Lets forget about UI for a minute; with or without Cycles, camera tracking and all BGE improvements - Blender is slower than 2.49b, Blender cannot be concerned as a good modelling software and some of solutions made in 2.5x series (first use tool then decide how do you want to use it) are absurd. Hope this issues will one day be removed and we should not just get use to them…

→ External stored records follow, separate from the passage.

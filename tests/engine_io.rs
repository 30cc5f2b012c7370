//! End-to-end engine tests over a localhost TCP pair.
//!
//! The "server" side speaks raw bytes built with local helpers, so frame
//! layouts are asserted byte-for-byte against an independent encoding.

#![allow(clippy::unwrap_used, clippy::expect_used)]

use mc_protocol_client::config::EngineConfig;
use mc_protocol_client::event::EventBus;
use mc_protocol_client::protocol::packets::{handshaking, status};
use mc_protocol_client::protocol::{PacketRegistry, ProtocolState};
use mc_protocol_client::service::ClientEngine;
use mc_protocol_client::ProtocolError;
use std::cell::{Cell, RefCell};
use std::rc::Rc;
use std::time::Duration;
use tokio::io::{AsyncReadExt, AsyncWriteExt};
use tokio::net::{TcpListener, TcpStream};
use tokio::task::LocalSet;

const PING_PAYLOAD: i64 = 0x0123_4567_89ab_cdef;
const STATUS_JSON: &str = r#"{"version":{"name":"1.8.9","protocol":47}}"#;

// ---- raw wire helpers (independent of the crate's framing code) --------

fn varint(mut value: u32) -> Vec<u8> {
    let mut out = Vec::new();
    loop {
        let byte = (value & 0x7f) as u8;
        value >>= 7;
        if value == 0 {
            out.push(byte);
            return out;
        }
        out.push(byte | 0x80);
    }
}

fn wire_string(s: &str) -> Vec<u8> {
    let mut out = varint(s.len() as u32);
    out.extend_from_slice(s.as_bytes());
    out
}

/// Length-prefix a packet body (uncompressed format).
fn frame(body: &[u8]) -> Vec<u8> {
    let mut out = varint(body.len() as u32);
    out.extend_from_slice(body);
    out
}

/// Read one uncompressed frame, returning its body.
async fn read_frame_body(stream: &mut TcpStream) -> Vec<u8> {
    let mut len: u32 = 0;
    for shift in 0.. {
        let byte = stream.read_u8().await.unwrap();
        len |= u32::from(byte & 0x7f) << (7 * shift);
        if byte & 0x80 == 0 {
            break;
        }
    }
    let mut body = vec![0u8; len as usize];
    stream.read_exact(&mut body).await.unwrap();
    body
}

fn new_engine() -> (ClientEngine, Rc<EventBus>) {
    let bus = Rc::new(EventBus::new());
    let engine = ClientEngine::new(
        EngineConfig::default(),
        PacketRegistry::standard(),
        bus.clone(),
    );
    (engine, bus)
}

#[tokio::test]
async fn handshake_and_status_ping_plain() {
    let local = LocalSet::new();
    let test = local.run_until(async {
        let listener = TcpListener::bind("127.0.0.1:0").await.unwrap();
        let port = listener.local_addr().unwrap().port();

        let server = tokio::spawn(async move {
            let (mut stream, _) = listener.accept().await.unwrap();

            // Expected handshake frame, byte for byte.
            let mut expected = vec![0x00, 0x2f];
            expected.extend_from_slice(&wire_string("127.0.0.1"));
            expected.extend_from_slice(&port.to_be_bytes());
            expected.push(0x01);
            assert_eq!(read_frame_body(&mut stream).await, expected);

            // Status request is a bare id.
            assert_eq!(read_frame_body(&mut stream).await, vec![0x00]);

            let mut response = vec![0x00];
            response.extend_from_slice(&wire_string(STATUS_JSON));
            stream.write_all(&frame(&response)).await.unwrap();

            // Ping must carry the exact payload.
            let mut expected_ping = vec![0x01];
            expected_ping.extend_from_slice(&PING_PAYLOAD.to_be_bytes());
            assert_eq!(read_frame_body(&mut stream).await, expected_ping);

            let mut pong = vec![0x01];
            pong.extend_from_slice(&PING_PAYLOAD.to_be_bytes());
            stream.write_all(&frame(&pong)).await.unwrap();
        });

        let (mut engine, bus) = new_engine();
        engine.connect("127.0.0.1", port).await.unwrap();
        let handle = engine.handle();

        let pongs = Rc::new(RefCell::new(Vec::new()));
        {
            let handle = handle.clone();
            bus.register_callback("Status/Clientbound/ServerInfo", move |_, payload| {
                let info = payload
                    .downcast::<status::clientbound::ServerInfo>()
                    .unwrap();
                assert_eq!(info.response, STATUS_JSON);
                handle
                    .send(&status::serverbound::Ping {
                        payload: PING_PAYLOAD,
                    })
                    .unwrap();
            });
        }
        {
            let handle = handle.clone();
            let pongs = pongs.clone();
            bus.register_callback("Status/Clientbound/Pong", move |_, payload| {
                let pong = payload.downcast::<status::clientbound::Pong>().unwrap();
                pongs.borrow_mut().push(pong.payload);
                handle.shutdown();
            });
        }

        engine
            .send(&handshaking::serverbound::SetProtocol {
                protocol_version: 47,
                server_host: "127.0.0.1".into(),
                server_port: port,
                next_state: 1,
            })
            .unwrap();
        engine.set_state(ProtocolState::Status);
        engine.send(&status::serverbound::PingStart).unwrap();

        engine.run().await.unwrap();
        server.await.unwrap();

        assert_eq!(*pongs.borrow(), vec![PING_PAYLOAD]);
    });
    tokio::time::timeout(Duration::from_secs(10), test)
        .await
        .expect("test timed out");
}

#[tokio::test]
async fn byte_at_a_time_delivery_yields_one_packet() {
    let local = LocalSet::new();
    let test = local.run_until(async {
        let listener = TcpListener::bind("127.0.0.1:0").await.unwrap();
        let port = listener.local_addr().unwrap().port();

        let server = tokio::spawn(async move {
            let (mut stream, _) = listener.accept().await.unwrap();
            let mut pong = vec![0x01];
            pong.extend_from_slice(&7i64.to_be_bytes());
            let wire = frame(&pong);
            assert_eq!(wire.len(), 10);
            for byte in wire {
                stream.write_all(&[byte]).await.unwrap();
                stream.flush().await.unwrap();
                tokio::time::sleep(Duration::from_millis(2)).await;
            }
            // Hold the socket open until the client hangs up.
            let mut sink = Vec::new();
            let _ = stream.read_to_end(&mut sink).await;
        });

        let (mut engine, bus) = new_engine();
        engine.connect("127.0.0.1", port).await.unwrap();
        engine.set_state(ProtocolState::Status);
        let handle = engine.handle();

        let pongs = Rc::new(Cell::new(0));
        {
            let pongs = pongs.clone();
            let handle = handle.clone();
            bus.register_callback("Status/Clientbound/Pong", move |_, payload| {
                let pong = payload.downcast::<status::clientbound::Pong>().unwrap();
                assert_eq!(pong.payload, 7);
                pongs.set(pongs.get() + 1);
                handle.shutdown();
            });
        }

        engine.run().await.unwrap();
        drop(engine);
        server.await.unwrap();
        assert_eq!(pongs.get(), 1);
    });
    tokio::time::timeout(Duration::from_secs(10), test)
        .await
        .expect("test timed out");
}

#[tokio::test]
async fn malformed_length_prefix_kills_exactly_once() {
    let local = LocalSet::new();
    let test = local.run_until(async {
        let listener = TcpListener::bind("127.0.0.1:0").await.unwrap();
        let port = listener.local_addr().unwrap().port();

        let server = tokio::spawn(async move {
            let (mut stream, _) = listener.accept().await.unwrap();
            // Five continuation bytes: not a valid length prefix.
            stream.write_all(&[0xff; 5]).await.unwrap();
            let mut sink = Vec::new();
            let _ = stream.read_to_end(&mut sink).await;
        });

        let (mut engine, bus) = new_engine();
        engine.connect("127.0.0.1", port).await.unwrap();

        let kills = Rc::new(Cell::new(0));
        {
            let kills = kills.clone();
            bus.register_callback("kill", move |_, _| {
                kills.set(kills.get() + 1);
            });
        }

        let err = engine.run().await.unwrap_err();
        assert!(matches!(err, ProtocolError::MalformedVarint));
        assert_eq!(kills.get(), 1);

        drop(engine);
        server.await.unwrap();
    });
    tokio::time::timeout(Duration::from_secs(10), test)
        .await
        .expect("test timed out");
}

#[tokio::test]
async fn peer_hangup_is_terminal() {
    let local = LocalSet::new();
    let test = local.run_until(async {
        let listener = TcpListener::bind("127.0.0.1:0").await.unwrap();
        let port = listener.local_addr().unwrap().port();

        let server = tokio::spawn(async move {
            let (stream, _) = listener.accept().await.unwrap();
            drop(stream);
        });

        let (mut engine, bus) = new_engine();
        engine.connect("127.0.0.1", port).await.unwrap();

        let kills = Rc::new(Cell::new(0));
        {
            let kills = kills.clone();
            bus.register_callback("kill", move |_, _| {
                kills.set(kills.get() + 1);
            });
        }

        let err = engine.run().await.unwrap_err();
        assert!(matches!(
            err,
            ProtocolError::ConnectionClosed | ProtocolError::Io(_)
        ));
        assert_eq!(kills.get(), 1);
        server.await.unwrap();
    });
    tokio::time::timeout(Duration::from_secs(10), test)
        .await
        .expect("test timed out");
}

#[tokio::test]
async fn connect_emits_io_connect_with_endpoint() {
    let local = LocalSet::new();
    let test = local.run_until(async {
        let listener = TcpListener::bind("127.0.0.1:0").await.unwrap();
        let port = listener.local_addr().unwrap().port();

        let (mut engine, bus) = new_engine();
        let seen = Rc::new(RefCell::new(None));
        {
            let seen = seen.clone();
            bus.register_callback("io_connect", move |_, payload| {
                assert_eq!(payload.type_tag(), "ConnectData");
                *seen.borrow_mut() = payload.connect_data().cloned();
            });
        }

        engine.connect("127.0.0.1", port).await.unwrap();
        let data = seen.borrow().clone().expect("io_connect not emitted");
        assert_eq!(data.address, "127.0.0.1");
        assert_eq!(data.port, port);

        let _ = listener;
    });
    tokio::time::timeout(Duration::from_secs(10), test)
        .await
        .expect("test timed out");
}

The problem is in the current development of Blender. Blender becomes something like “all in one” creation suite in these days. From modeling/animation through compositing/video editing to VFX/ Game engine. Which is: 1) Great. You have all what you need in one package, 2) Very problematic. Few developers, big area of problems/ upgrades for coding and solving. Ultimately, this means that you every day compare every one Blender’s tool with similar narrowly targeted tools (modeling with Modo, sculpting with Z-Brush, compositing with Fusion etc.) and this is also a potential cause of your frustration. If you need some basic tools, Blender will serve well but at the moment if you need some sophisticated tools (which are probably not needed by typical Blender user) than you have a problem. People like me who are using Blender mainly for modeling/compositing must be a little bit confused by the development (resignation on the development) of Blender like 3D modeling tool. I know, a lot of work with 2.5x, B-mesh is planning but on the other hand Sintel didn’t bring much /fail, incomprehensible slowdown of work with Blender 2.5x and development in general. There are a few things (cycles, B-mesh …) that make me believe it will be just a better in the future. That’s my opinion.

rozmiarek, why not produce a blend file that can be opened in both 2.49 and 2.5 that demonstrates slowness/regressions and submit a bug report? It could be something simple to fix.

1920 horizontal vs 1080 (or 1200) vertical… The space argument doesn’t hold. Not even for wild uv editor stories. That scales for all resolutions. If however you are saying your prefer horizontal panels that is understandable. It is halfway in already. Could be fixed and end this debate forever.

Michalis – Change the font size, and be sure to let them know that you would like horizontal panels fixed as well.

@michalis
What could be done with the 2.5 UI to make it more robust for all users, including you? Use it for a few weeks. Ignore it being slow (unless you are working on that bug report).

Things like:
Icons on the toolbar
Collapsible Tool Shelf options
Removeable Tool Shelf options
Uv unwrap Method before the actual unwrap
Floating panels
horizontal panels need fixing

These are good options for everyone, and not already in the ui like changing shortcuts or font sizes.
@michalis[/B]

Looking in the commit logs, Campbell actually has commited some recent changes to the UI code to make it a bit faster (which includes more use of vertex arrays which are not only faster, but is supported by older hardware while not affecting the look).

So you should be able to notice a faster, snappier UI if you download a fairly recent build for your system.